E2F1/Dp Negatively Regulates Yki Target Genes

(A) Diap1-GFP expression in control wing disc.

(B and B′) The larvae were raised at 18°C and then shifted to 29°C for 72 hr before dissection in third-instar stage. Overexpression of E2f1 in posterior part (indicated by yellow asterisk in B) of wing discs using hh. Anterior compartment labelled by a white asterisk.

(C–E′) UAS-E2f1+Dp-overexpressing clones were generated using the MARCM system. (C) Quantification of clone area of MARCM clones: control versus E2f1+Dp (1,587 ± 182.0 versus 158.1 ± 49.12, mean ± SD, t test, ∗∗∗p < 0.001). (D–E′) Diap1 staining in control (D and D′) and E2f1+Dp overexpression (E and E′) wing discs. Yellow asterisk (D) indicates Diap1 in a control MARCM clone, while the white asterisk (D) indicates Diap1 expression outside of the control MARCM clone. Arrowheads in (E) indicate reduced Diap1 levels in a E2f1+Dp-overexpressing clone.

(F and F′) ex-lacZ levels were detected in flip-out clones overexpressing E2f1+Dp. Arrowheads in (F) showed the reduction of ex-lacZ.

(G and G′) E2f1 overexpression was driven by enGal4. Red asterisk in (G) indicated the decreasing of ban-lacZ. White asterisk in (G) indicates the normal levels of ban-lacZ in the anterior compartment.

(H and H′) GFP-E2f1 was overexpressed using enGal4.
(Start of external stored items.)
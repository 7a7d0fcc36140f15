//! Sites discovered from the server drive the scoped listings.

use super::common::{start, xml};
use bigfix_api::{SiteFilter, SiteType};
use futures::{stream, StreamExt};
use wiremock::matchers::{basic_auth, header, method, path};
use wiremock::{Mock, ResponseTemplate};

const SITES: &str = r#"<?xml version="1.0" encoding="UTF-8"?>
<BESAPI xmlns:xsi="http://www.w3.org/2001/XMLSchema-instance" xsi:noNamespaceSchemaLocation="BESAPI.xsd">
  <ExternalSite Resource="http://bigfix/api/site/external/BES%20Support">
    <Name>BES Support</Name>
    <DisplayName>BES Support</DisplayName>
    <GatherURL>http://sync.bigfix.com/cgi-bin/bfgather/bessupport</GatherURL>
  </ExternalSite>
  <ExternalSite Resource="http://bigfix/api/site/external/Retired">
    <Name>Retired</Name>
  </ExternalSite>
  <ActionSite Resource="http://bigfix/api/site/master">
    <Name>ActionSite</Name>
  </ActionSite>
</BESAPI>"#;

#[tokio::test]
async fn test_tasks_across_discovered_sites() {
    let (server, client) = start().await;

    Mock::given(method("GET"))
        .and(path("/api/sites"))
        .and(basic_auth("bigfix", "s3cret"))
        .and(header("accept", "application/xml"))
        .respond_with(xml(SITES))
        .expect(1)
        .mount(&server)
        .await;
    Mock::given(method("GET"))
        .and(path("/api/tasks/external/BES%20Support"))
        .respond_with(xml(
            r#"<BESAPI>
                 <Task Resource="http://bigfix/api/task/external/BES%20Support/168" LastModified="Thu, 7 Mar 2024 14:02:11 +0000"><Name>Restart Needed</Name><ID>168</ID></Task>
                 <Task Resource="http://bigfix/api/task/external/BES%20Support/169"><Name>Clear Cache</Name><ID>169</ID></Task>
               </BESAPI>"#,
        ))
        .expect(1)
        .mount(&server)
        .await;
    Mock::given(method("GET"))
        .and(path("/api/tasks/external/Retired"))
        .respond_with(ResponseTemplate::new(404).set_body_string("Resource not found"))
        .expect(1)
        .mount(&server)
        .await;
    // `action` sites list by name, unlike `master`.
    Mock::given(method("GET"))
        .and(path("/api/tasks/action/ActionSite"))
        .respond_with(xml(r#"<BESAPI><Task><Name>Custom</Name><ID>3</ID></Task></BESAPI>"#))
        .expect(1)
        .mount(&server)
        .await;

    let sites = client.list_sites().await.unwrap();
    assert_eq!(sites.len(), 3);

    let tasks: Vec<_> = client
        .tasks_in_sites(stream::iter(sites), SiteFilter::all())
        .collect()
        .await;
    let tasks: Vec<_> = tasks.into_iter().collect::<Result<_, _>>().unwrap();

    let labels: Vec<(&str, u64, &str)> = tasks
        .iter()
        .map(|t| (t.site.name(), t.id, t.title.as_str()))
        .collect();
    assert_eq!(
        labels,
        vec![
            ("BES Support", 168, "Restart Needed"),
            ("BES Support", 169, "Clear Cache"),
            ("ActionSite", 3, "Custom"),
        ]
    );
    assert!(tasks[0].last_modified.is_some());
    assert!(tasks.iter().all(|t| !t.site.name().is_empty()));
}

#[tokio::test]
async fn test_site_type_filter() {
    let (server, client) = start().await;

    Mock::given(method("GET"))
        .and(path("/api/sites"))
        .respond_with(xml(SITES))
        .mount(&server)
        .await;
    Mock::given(method("GET"))
        .and(path("/api/analyses/action/ActionSite"))
        .respond_with(xml(r#"<BESAPI><Analysis><Name>Custom Inventory</Name><ID>11</ID></Analysis></BESAPI>"#))
        .expect(1)
        .mount(&server)
        .await;

    let sites = client.list_sites().await.unwrap();
    let analyses: Vec<_> = client
        .analyses_in_sites(
            stream::iter(sites),
            SiteFilter::all().with_site_type(SiteType::Action),
        )
        .collect()
        .await;

    assert_eq!(analyses.len(), 1);
    let analysis = analyses.into_iter().next().unwrap().unwrap();
    assert_eq!(analysis.title, "Custom Inventory");
    assert_eq!(analysis.site.site_type(), SiteType::Action);
}

#[tokio::test]
async fn test_computer_detail_end_to_end() {
    let (server, client) = start().await;

    Mock::given(method("GET"))
        .and(path("/api/computer/1082"))
        .respond_with(xml(
            r#"<?xml version="1.0" encoding="UTF-8"?>
<BESAPI>
  <Computer Resource="http://bigfix/api/computer/1082">
    <Property Name="Computer Name">WIN-APP-01</Property>
    <Property Name="Last Report Time">Mon, 2 Jan 2006 15:04:05 -0700</Property>
    <Property Name="Client Settings">_BESClient_Resource_WorkIdle=20</Property>
    <Property Name="Subscribed Sites">http://sync.bigfix.com/cgi-bin/bfgather/bessupport</Property>
    <Property Name="Subscribed Sites">http://bigfix:52311/cgi-bin/bfgather/actionsite</Property>
    <Property Name="Installed Applications">7-Zip</Property>
  </Computer>
</BESAPI>"#,
        ))
        .mount(&server)
        .await;

    let computer = client.get_computer(1082).await.unwrap();
    assert_eq!(computer.name, "WIN-APP-01");
    assert_eq!(computer.resource, "http://bigfix/api/computer/1082");
    assert_eq!(
        computer.last_report_time.unwrap().to_rfc3339(),
        "2006-01-02T15:04:05-07:00"
    );
    assert_eq!(computer.client_settings[0].name, "_BESClient_Resource_WorkIdle");
    assert_eq!(computer.client_settings[0].value, "20");
    assert_eq!(computer.subscribed_sites.len(), 2);
    assert_eq!(computer.other_properties[0].name, "Installed Applications");
}

#[tokio::test]
async fn test_missing_entities_degrade_to_none() {
    let (server, client) = start().await;

    Mock::given(method("GET"))
        .and(path("/api/fixlet/external/BES%20Support/999"))
        .respond_with(ResponseTemplate::new(404).set_body_string("Fixlet not found"))
        .expect(1)
        .mount(&server)
        .await;
    Mock::given(method("GET"))
        .and(path("/api/role/4"))
        .respond_with(ResponseTemplate::new(401).set_body_string("Unauthorized"))
        .expect(1)
        .mount(&server)
        .await;

    let fixlet = client.optional(client.get_fixlet("BES Support", "external", 999).await);
    assert!(fixlet.unwrap().is_none());

    let role = client.optional(client.get_role(4).await);
    let err = role.unwrap_err();
    assert!(err.is_client_error());
    assert_eq!(err.status(), Some(401));
}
(I and I′) UAS-GFP-E2f1 and UAS-Dp were coexpressed using enGal4. White asterisks (H and I) label the normal expression of diap1-lacZ in anterior compartments, while the yellow asterisks indicate expression of diap1-lacZ upon the indicated genetic manipulations in posterior compartments.

Scale bars, 20 μm.

Next, we performed a MARCM clone assay to investigate whether E2f1 overexpression might inhibit tissue growth in the wing disc. Cell clones overexpressing E2f1 and Dp grew significantly less than wild-type controls (Figures 2C–2E′), and the expression of Diap1 in these clones was reduced, suggesting that the transcriptional activity of Yki was suppressed (Figure 2E). Consistent with this, clones overexpressing E2f1+Dp showed less ex-lacZ expression (Figures 2F and 2F′). Overexpression of E2f1 also led to a significant reduction in the expression of ban-lacZ (Figures 2G and 2G′), another established target of Yki (Nolo et al., 2006, Thompson and Cohen, 2006). Since E2F1 requires complex formation with Dp to function, we asked whether the E2F1-mediated suppression of Yki targets was Dp-dependent. As expected, knockdown of Dp blocked the inhibitory effect of E2F1 on the expression of Diap1-lacZ (Figures 2H–2I′). These results demonstrate that E2F1 suppresses Yki activity in a Dp-dependent manner.

Yki-E2F1 Epistasis

We next investigated the epistatic relationships between E2F1 and Hippo pathway components. We found that depletion of hpo using RNAi did not affect the reduction in Diap1-GFP expression caused by E2f1+Dp overexpression (Figures 3A and 3A′). This suggests that the suppression of Yki target gene expression by E2F1 occurs downstream of Hpo. We checked whether the transcription of the Yki dimerization partner, scalloped (sd) might be regulated by E2F1. However, levels of sd-lacZ were not affected by ectopic E2f1+Dp (Figures 3B and 3B′), suggesting that E2F1 does not suppress Yki activity by controlling sd expression. Interestingly, in cells overexpressing E2f1+Dp, protein levels of Yki were reduced (Figures 3C–3D′), despite a lack of change in levels of yki mRNA (Figure 3E). Knockdown of E2f1, however, caused no detectable change in the protein levels of Yki (Figures 3F and 3F′). This observation suggested that overexpression of yki might rescue the E2f1 overexpression phenotype. Indeed, overexpression of a constitutively active mutant version of Yki, YkiS168A, reversed the loss of ex-lacZ expression caused by high levels of E2f1 (Figures 3G–3H′). Taken together, these data indicate that E2F1 acts in parallel or upstream of Yki to regulate the expression of Hippo pathway targets (e.g., Diap1 and ex).

Figure 3

Yki-E2F1 Epistasis

(A–B′) The larvae were raised at 18°C. (A and A′) UAS-E2f1+Dp and UAS-hpo were coexpressed using hhGal4. Yellow asterisk in (A) indicates the decrease of Diap1-GFP expression. White asterisk (A) indicates normal expression levels of diap1-GFP in the anterior compartment.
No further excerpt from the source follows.